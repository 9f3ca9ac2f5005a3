//! Pipfile and Pipfile.lock: declared package indexes
//!
//! pipenv always records at least one index, so a single source is tolerated when
//! no allow-list is given. With an allow-list every source must be on it.

use super::RuleInput;
use crate::allow_list::AllowList;
use crate::error::DetectError;
use crate::manifest::{Finding, ManifestKind, Report, SourceKind};
use serde::Deserialize;

#[derive(Deserialize)]
struct Pipfile {
    #[serde(default)]
    source: Vec<PackageIndex>,
}

#[derive(Deserialize)]
struct PipfileLock {
    #[serde(rename = "_meta")]
    meta: LockMeta,
}

#[derive(Deserialize)]
struct LockMeta {
    #[serde(default)]
    sources: Vec<PackageIndex>,
}

#[derive(Deserialize)]
struct PackageIndex {
    url: Option<String>,
}

pub(super) fn check_pipfile(input: &RuleInput<'_>) -> Result<Report, DetectError> {
    let kind = ManifestKind::Pipfile;
    let content = input.read(kind)?;
    let doc: Pipfile = toml::from_str(&content).map_err(|e| input.parse_error(kind, e))?;
    Ok(check_sources(input, kind, &doc.source))
}

pub(super) fn check_pipfile_lock(input: &RuleInput<'_>) -> Result<Report, DetectError> {
    let kind = ManifestKind::PipfileLock;
    let content = input.read(kind)?;
    let doc: PipfileLock =
        serde_json::from_str(&content).map_err(|e| input.parse_error(kind, e))?;
    Ok(check_sources(input, kind, &doc.meta.sources))
}

fn check_sources(input: &RuleInput<'_>, kind: ManifestKind, sources: &[PackageIndex]) -> Report {
    let mut report = input.report(kind);
    let unexpected = unexpected_sources(sources, input.allow);
    if unexpected.is_empty() {
        return report;
    }

    tracing::warn!(
        "File {:?} states one or multiple Python package indexes: {:?}",
        input.display,
        unexpected
    );
    for url in unexpected {
        report.push(Finding::new(SourceKind::PipfileSource, url));
    }
    report
}

fn unexpected_sources<'a>(sources: &'a [PackageIndex], allow: &AllowList) -> Vec<&'a str> {
    let url = |s: &'a PackageIndex| s.url.as_deref().unwrap_or_default();

    if allow.is_empty() {
        if sources.len() > 1 {
            return sources.iter().map(url).collect();
        }
        return Vec::new();
    }

    sources
        .iter()
        .filter(|s| !s.url.as_deref().is_some_and(|u| allow.allows(u)))
        .map(url)
        .collect()
}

Task objective: Your answer must be the line that contains "fn unexpected_sources<'a>(sources: &'a" and every line after it to the end of the records, reproduced exactly.

Result for this task:
fn unexpected_sources<'a>(sources: &'a [PackageIndex], allow: &AllowList) -> Vec<&'a str> {
    let url = |s: &'a PackageIndex| s.url.as_deref().unwrap_or_default();

    if allow.is_empty() {
        if sources.len() > 1 {
            return sources.iter().map(url).collect();
        }
        return Vec::new();
    }

    sources
        .iter()
        .filter(|s| !s.url.as_deref().is_some_and(|u| allow.allows(u)))
        .map(url)
        .collect()
}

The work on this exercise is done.